Применительно к масштабам человеческой жизни давно был подмечен 12-летний цикл, нашедший свое отражение в циклах восточного календаря. Этот 12-летний цикл воспроизводил 12-летний же цикл Юпитера, который является причиной приливов на Солнце. Это обстоятельство было исследовано К. Фламмарионом.
Д. Кондратьев выявил «длинные волны» истории продолжительностью примерно 50 лет. В большинстве случаев экономисты пытаются раскрыть эндогенные механизмы разворачивания данных циклов, то есть выводят их движущие силы из самой экономической сферы, будь то перенакопление капитала и динамика нормы прибыли у марксистов или «пучки инноваций» у Й. Шумпетера и его последователей.
П. Сорокин сделал вывод о существовании ненаправленных, хотя и не отличающихся четкой периодичностью колебаний (флуктуаций) экономической, политической и профессиональной стратификации и мобильности. Во многих случаях время выступает внешним к социальным процессам способам измерения происходящих в них изменений.
Как видим, определенное понимание социального времени было предложено раньше, чем представление о существовании такового. Парадигма линейного времени всемирной истории была окончательно подорвана в концепциях Н. Данилевского и О. Шпенглера. Они же существенно обогатили представление о времени общества. В этих концепциях каждой культурой порождалось свое особое время (каждая из замкнутых культур у Шпенглера имеет свой темп развития, свою последовательность событий, обладает отведенным ей временем жизни) Ю а само время мыслилось не только как длительность, но и как прерывание этой длительности.

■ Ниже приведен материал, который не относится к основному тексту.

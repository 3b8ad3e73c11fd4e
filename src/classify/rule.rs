//! Class mapping rules and the class/parameter generators they carry.

use crate::classify::condition::Expression;
use crate::error::ApiError;
use crate::template::substitute;
use crate::types::{Attributes, Parameters};
use serde::ser::SerializeMap;
use serde::{Deserialize, Serialize, Serializer};
use serde_yaml::{Mapping, Value};

/// Class names contributed by a matching rule.
#[derive(Debug, Clone, Default, PartialEq, Serialize, Deserialize)]
#[serde(deny_unknown_fields)]
pub struct ClassGenerator {
    /// Templates rendered against node attributes; emitted first.
    #[serde(default, skip_serializing_if = "Vec::is_empty")]
    pub value_template: Vec<String>,
    /// Literal class names; emitted after the templates.
    #[serde(default, skip_serializing_if = "Vec::is_empty")]
    pub value: Vec<String>,
}

impl ClassGenerator {
    pub fn generate(&self, attributes: &Attributes) -> Vec<String> {
        self.value_template
            .iter()
            .map(|template| substitute(template, attributes))
            .chain(self.value.iter().cloned())
            .collect()
    }
}

/// One generated parameter: a literal value or a template.
#[derive(Debug, Clone, Default, PartialEq, Serialize, Deserialize)]
#[serde(deny_unknown_fields)]
pub struct ParamGenerator {
    #[serde(default, skip_serializing_if = "Option::is_none")]
    pub value: Option<Value>,
    #[serde(default, skip_serializing_if = "Option::is_none")]
    pub value_template: Option<String>,
}

impl ParamGenerator {
    pub fn literal(value: impl Into<Value>) -> Self {
        Self {
            value: Some(value.into()),
            value_template: None,
        }
    }

    pub fn template(template: impl Into<String>) -> Self {
        Self {
            value: None,
            value_template: Some(template.into()),
        }
    }

    /// The literal wins over the template when both are present.
    pub fn generate(&self, attributes: &Attributes) -> Option<Value> {
        match (&self.value, &self.value_template) {
            (Some(value), _) => Some(value.clone()),
            (None, Some(template)) => Some(Value::String(substitute(template, attributes))),
            (None, None) => None,
        }
    }
}

/// Parameter generators of one rule, in declaration order.
#[derive(Debug, Clone, Default, PartialEq, Deserialize)]
#[serde(try_from = "Mapping")]
pub struct ParamGenerators {
    entries: Vec<(String, ParamGenerator)>,
}

impl ParamGenerators {
    /// Add or replace a generator; a replaced one keeps its position.
    pub fn insert(&mut self, name: impl Into<String>, generator: ParamGenerator) {
        let name = name.into();
        match self.entries.iter_mut().find(|(existing, _)| *existing == name) {
            Some((_, slot)) => *slot = generator,
            None => self.entries.push((name, generator)),
        }
    }

    pub fn iter(&self) -> impl Iterator<Item = (&str, &ParamGenerator)> {
        self.entries.iter().map(|(name, generator)| (name.as_str(), generator))
    }

    pub fn len(&self) -> usize {
        self.entries.len()
    }

    pub fn is_empty(&self) -> bool {
        self.entries.is_empty()
    }
}

impl TryFrom<Mapping> for ParamGenerators {
    type Error = ApiError;

    fn try_from(mapping: Mapping) -> Result<Self, Self::Error> {
        let mut generators = Self::default();
        for (key, body) in mapping {
            let name = match key {
                Value::String(name) => name,
                other => {
                    return Err(ApiError::MalformedRule(format!(
                        "Parameter name must be a string, got {:?}",
                        other
                    )))
                }
            };
            let generator: ParamGenerator = serde_yaml::from_value(body)
                .map_err(|e| ApiError::MalformedRule(format!("Parameter '{}': {}", name, e)))?;
            generators.insert(name, generator);
        }
        Ok(generators)
    }
}

impl Serialize for ParamGenerators {
    fn serialize<S: Serializer>(&self, serializer: S) -> Result<S::Ok, S::Error> {
        let mut map = serializer.serialize_map(Some(self.entries.len()))?;
        for (name, generator) in &self.entries {
            map.serialize_entry(name, generator)?;
        }
        map.end()
    }
}

/// A named classification rule.
#[derive(Debug, Clone, Default, PartialEq, Serialize, Deserialize)]
#[serde(deny_unknown_fields)]
pub struct ClassMappingRule {
    #[serde(skip)]
    pub name: String,
    #[serde(default)]
    pub expression: Expression,
    #[serde(default)]
    pub node_class: ClassGenerator,
    #[serde(default, skip_serializing_if = "ParamGenerators::is_empty")]
    pub node_param: ParamGenerators,
    #[serde(default, skip_serializing_if = "ParamGenerators::is_empty")]
    pub cluster_param: ParamGenerators,
}

/// Output of one matching rule.
#[derive(Debug, Clone, Default, PartialEq)]
pub struct Generated {
    pub classes: Vec<String>,
    pub node_parameters: Parameters,
    pub cluster_parameters: Parameters,
}

impl ClassMappingRule {
    pub fn new(name: impl Into<String>, expression: impl Into<Expression>) -> Self {
        Self {
            name: name.into(),
            expression: expression.into(),
            ..Default::default()
        }
    }

    pub fn matches(&self, attributes: &Attributes) -> Result<bool, ApiError> {
        self.expression.evaluate(attributes)
    }

    /// Produce the classes and parameters of this rule.
    pub fn generate(&self, attributes: &Attributes) -> Result<Generated, ApiError> {
        Ok(Generated {
            classes: self.node_class.generate(attributes),
            node_parameters: self.generate_params(&self.node_param, attributes)?,
            cluster_parameters: self.generate_params(&self.cluster_param, attributes)?,
        })
    }

    fn generate_params(
        &self,
        generators: &ParamGenerators,
        attributes: &Attributes,
    ) -> Result<Parameters, ApiError> {
        let mut params = Parameters::new();
        for (name, generator) in generators.iter() {
            let value = generator.generate(attributes).ok_or_else(|| {
                ApiError::MalformedRule(format!(
                    "Parameter '{}' in rule '{}' has neither value nor value_template",
                    name, self.name
                ))
            })?;
            params.insert(Value::from(name), value);
        }
        Ok(params)
    }
}

/// An ordered set of rules keyed by rule name.
#[derive(Debug, Clone, Default, PartialEq, Deserialize)]
#[serde(try_from = "Mapping")]
pub struct ClassMapping {
    rules: Vec<ClassMappingRule>,
}

impl ClassMapping {
    pub fn new(rules: Vec<ClassMappingRule>) -> Self {
        Self { rules }
    }

    pub fn from_yaml_str(content: &str) -> Result<Self, ApiError> {
        let mapping: Mapping = serde_yaml::from_str(content)
            .map_err(|e| ApiError::MalformedRule(format!("Failed to parse class mapping: {}", e)))?;
        Self::try_from(mapping)
    }

    pub fn rules(&self) -> &[ClassMappingRule] {
        &self.rules
    }

    pub fn len(&self) -> usize {
        self.rules.len()
    }

    pub fn is_empty(&self) -> bool {
        self.rules.is_empty()
    }
}

impl TryFrom<Mapping> for ClassMapping {
    type Error = ApiError;

    fn try_from(mapping: Mapping) -> Result<Self, Self::Error> {
        let mut rules = Vec::with_capacity(mapping.len());
        for (key, body) in mapping {
            let name = match key {
                Value::String(name) => name,
                other => {
                    return Err(ApiError::MalformedRule(format!(
                        "Rule name must be a string, got {:?}",
                        other
                    )))
                }
            };
            let body = if body.is_null() {
                Value::Mapping(Mapping::new())
            } else {
                body
            };
            let mut rule: ClassMappingRule = serde_yaml::from_value(body)
                .map_err(|e| ApiError::MalformedRule(format!("Rule '{}': {}", name, e)))?;
            rule.name = name;
            rules.push(rule);
        }
        Ok(Self { rules })
    }
}

impl Serialize for ClassMapping {
    fn serialize<S: Serializer>(&self, serializer: S) -> Result<S::Ok, S::Error> {
        let mut map = serializer.serialize_map(Some(self.rules.len()))?;
        for rule in &self.rules {
            map.serialize_entry(&rule.name, rule)?;
        }
        map.end()
    }
}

В ХХ в. рождается новое понимание действительности: мир впервые открывается как событие. Обогащается нелинейное понимание времени: появляются представления о маятникообразном движении, спиралевидном, волновом.
Победа реляционной концепции времени в области социальной философии была подкреплена появлением концепции нелинейной эволюции культуры. Нелинейная модель анализа истории, предложенная Ф. Броделем, базируется на двух концептуальных установках: концепции глобальной истории и категории длительной временной протяженности (la longue duree). Глобальная история имеет слоистую структуру, в которой отражается наличие в исторической действительности нескольких уровней. Глобальная история предполагает динамику взаимосвязанных уровней исторической действительности, которая осуществляется не в виде единонаправленной и равноускоренной эволюции, а представляет собой неравномерные, смещенные во времени движения, поскольку каждой исторической реальности свойствен свой временной ритм. Такая установка означает преодоление плоскостного взгляда на историю.
Наконец, следует отметить еще один подход: понимание времени как механизма координации культуры, социальных институтов и структур. Благодаря исследованиям Э. Дюркгейма и его школы время стали рассматривать как символическую структуру, которая способствует организации общества посредством временных ритмов. Дюркгейм интерпретировал время как коллективный феномен, как продукт коллективного сознания.
Для Дюркгейма все члены общества имеют общее временное сознание, время является социальной категорией мысли, продуктом общества. Коллективное время является суммой временных процедур, которые вместе взятые образуют культурный ритм данного общества.
Представления Дюркгейма о времени были связаны с ньютоновской парадигмой. (Существуют объективированные и видимые структуры, представленные социальными фактами.)